Easter Sunday was a good day to ask the question again, and that’s what we did in our Epiphany class at Wilshire. Led by Abby Adcox, missions and advocacy coordinator, we had a thoughtful discussion about “resurrection” and what it means. We started by reading 1 Corinthians 15:12-20, where Paul, who claimed to have seen the resurrected Christ, laid out the argument that if we believe Christ was raised from the dead, then we will be too, and if Christ was not raised, then our faith is in vain. 

Having chewed on that a moment, the class dove in head first, feet first and pretty much every way you can into the topic. We didn’t come to any grand conclusions and definitely no consensus because we’re real people, we’re Baptists, and we’re “Wilshire” Baptists. As such, our thoughts and opinions covered a wide range of ideas.
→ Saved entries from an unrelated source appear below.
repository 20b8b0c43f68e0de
use rust_decimal::Decimal;
use thiserror::Error;

#[derive(Debug, Error)]
pub enum AgriFinError {
    #[error("Invalid input: {field} — {reason}")]
    InvalidInput { field: String, reason: String },

    #[error("Precision drift in {context}: residual of {residual} exceeds one cent")]
    PrecisionDrift { context: String, residual: Decimal },

    #[error("Arithmetic overflow in {context}")]
    Overflow { context: String },

    #[error("Date error: {0}")]
    DateError(String),

    #[error("Serialization error: {0}")]
    SerializationError(String),
}

impl AgriFinError {
    pub(crate) fn invalid(field: &str, reason: impl Into<String>) -> Self {
        AgriFinError::InvalidInput {
            field: field.into(),
            reason: reason.into(),
        }
    }

    pub(crate) fn overflow(context: impl Into<String>) -> Self {
        AgriFinError::Overflow {
            context: context.into(),
        }
    }
}

impl From<serde_json::Error> for AgriFinError {
    fn from(e: serde_json::Error) -> Self {
        AgriFinError::SerializationError(e.to_string())
    }
}

#[cfg(test)]
mod tests {
    use super::*;
    use rust_decimal_macros::dec;

    #[test]
    fn test_invalid_input_message() {
        let err = AgriFinError::invalid("principal", "Principal must be positive");
        assert_eq!(
            err.to_string(),
            "Invalid input: principal — Principal must be positive"
        );
    }

    #[test]
    fn test_precision_drift_message() {
        let err = AgriFinError::PrecisionDrift {
            context: "final period".into(),
            residual: dec!(0.02),
        };
        assert!(err.to_string().contains("0.02"));
    }

    #[test]
    fn test_from_serde_json() {
        let parse: Result<u32, _> = serde_json::from_str("not json");
        let err: AgriFinError = parse.unwrap_err().into();
        assert!(matches!(err, AgriFinError::SerializationError(_)));
    }
}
Before the class time ended, one of our members who is usually quiet said: “My feeling is, if you believe it, then believe it with all your heart and soul. That’s faith, and nobody can disprove faith.”
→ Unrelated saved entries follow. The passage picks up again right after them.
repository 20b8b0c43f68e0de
use serde_json::Value;

/// Pretty-print JSON to stdout.
pub fn print_json(value: &Value) {
    match serde_json::to_string_pretty(value) {
        Ok(s) => println!("{s}"),
        Err(e) => eprintln!("JSON serialization error: {e}"),
    }
}
use serde_json::{Map, Value};
use tabled::{builder::Builder, Table};

use super::{display_value, ROW_FIELDS};

/// Format output as tables using the tabled crate.
///
/// Scalar fields of the result go in one Field/Value table; each row field
/// (schedule, installments, ...) gets a table of its own.
pub fn print_table(value: &Value, currency: &str) {
    match value {
        Value::Object(map) => match map.get("result") {
            Some(Value::Object(result)) => {
                print_result(result, currency);
                print_envelope_notes(map);
            }
            _ => print_fields(map, currency),
        },
        Value::Array(arr) => print_rows(arr, currency),
        _ => println!("{value}"),
    }
}

fn print_result(result: &Map<String, Value>, currency: &str) {
    let scalars: Map<String, Value> = result
        .iter()
        .filter(|(key, _)| !ROW_FIELDS.contains(&key.as_str()))
        .map(|(k, v)| (k.clone(), v.clone()))
        .collect();
    print_fields(&scalars, currency);

    for field in ROW_FIELDS {
        if let Some(Value::Array(rows)) = result.get(field) {
            println!("\n{}:", title(field));
            print_rows(rows, currency);
        }
    }
}

fn print_fields(map: &Map<String, Value>, currency: &str) {
    let mut builder = Builder::default();
    builder.push_record(["Field", "Value"]);
    push_fields(&mut builder, "", map, currency);
    println!("{}", Table::from(builder));
}

/// Nested objects (e.g. `next_payment`) are flattened to dotted keys.
fn push_fields(builder: &mut Builder, prefix: &str, map: &Map<String, Value>, currency: &str) {
    for (key, val) in map {
        let name = if prefix.is_empty() {
            key.clone()
        } else {
            format!("{prefix}.{key}")
        };
        match val {
            Value::Object(inner) => push_fields(builder, &name, inner, currency),
            _ => builder.push_record([name, display_value(key, val, currency)]),
        }
    }
}

fn print_rows(rows: &[Value], currency: &str) {
    let Some(Value::Object(first)) = rows.first() else {
        println!("(empty)");
        return;
    };

    let headers: Vec<String> = first.keys().cloned().collect();
    let mut builder = Builder::default();
    builder.push_record(headers.iter().map(|h| title(h)));

    for item in rows {
        if let Value::Object(map) = item {
            builder.push_record(headers.iter().map(|h| {
                map.get(h.as_str())
                    .map(|v| display_value(h, v, currency))
                    .unwrap_or_default()
            }));
        }
    }

    println!("{}", Table::from(builder));
}

fn print_envelope_notes(envelope: &Map<String, Value>) {
    if let Some(Value::Array(warnings)) = envelope.get("warnings") {
        if !warnings.is_empty() {
            println!("\nWarnings:");
            for w in warnings.iter().filter_map(Value::as_str) {
                println!("  - {w}");
            }
        }
    }

    if let Some(Value::String(meth)) = envelope.get("methodology") {
        println!("\nMethodology: {meth}");
    }
}

fn title(field: &str) -> String {
    field
        .split('_')
        .map(|word| {
            let mut chars = word.chars();
            match chars.next() {
                Some(c) => c.to_uppercase().chain(chars).collect(),
                None => String::new(),
            }
        })
        .collect::<Vec<String>>()
        .join(" ")
}

#[cfg(test)]
mod tests {
    use super::*;

    #[test]
    fn test_title() {
        assert_eq!(title("remaining_balance"), "Remaining Balance");
        assert_eq!(title("period"), "Period");
    }
}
So what does our faith tell us? Before the class time, I went to the 8:30 service, and while sitting there I looked at the date on the worship folder, did the math in my head, and realized the significance: The day after Easter – Monday, April 6 – would be the 55th anniversary of the death of my sister Martha following an automobile accident on a highway in southeast Texas on the way to celebrate Easter with my grandparents.

When my brother and I were ushered into one of those way-too-bright hospital consultation rooms to learn our sister’s fate, my father didn’t beat around the bush. He got right to it: “Boys, little Martha Ann did not live. She’s gone to be with Jesus.” Hearing it again in my memory, I can see how the horrible news was accompanied by a statement of faith: “She’s gone to be with Jesus.” That was my father’s faith, my mother’s too. And it’s been mine as well, but that doesn’t mean there haven’t been questions.
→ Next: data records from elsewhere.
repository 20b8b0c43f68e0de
pub mod file;
pub mod stdin;

use serde::de::DeserializeOwned;
use serde_json::Value;

/// Load a command's input document from `--input` or piped stdin.
///
/// Returns `None` when neither is supplied so the caller can fall back to
/// individual flags.
pub fn load_value(path: Option<&str>) -> Result<Option<Value>, Box<dyn std::error::Error>> {
    if let Some(path) = path {
        return Ok(Some(file::read_value(path)?));
    }
    stdin::read_stdin()
}

/// Like [`load_value`], but the document is required.
pub fn require<T: DeserializeOwned>(
    path: Option<&str>,
    what: &str,
) -> Result<T, Box<dyn std::error::Error>> {
    match load_value(path)? {
        Some(value) => Ok(serde_json::from_value(value)?),
        None => Err(format!("--input <file.json|file.yaml> or stdin required for {what}").into()),
    }
}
That event shook our world and rattled my childhood faith. I’ve been asking questions ever since. It’s possible that my questions would have been stirred up by some other event, but I was only 12 and it shook me up pretty good. Most kids I knew would face death for the first time when a grandparent died. By the time I experienced that, I was 22 and had a 10-year head start on the hard questions: Where is Martha now? Will I see her again? What comes next?

And the answer? I haven’t a clue what resurrection will be like for you and me. There’ve been countless books exploring the topic, not to mention books and movies about near-death experiences where people have said they saw loved ones. At my sister’s funeral, our pastor quoted the verses where Jesus told his followers his house had many rooms and he had prepared a place for us with him there. That was the first time I heard those verses, and houses and rooms was a concept I could understand. But that still doesn’t tell me what state or condition we will be in. That’s what I want to know.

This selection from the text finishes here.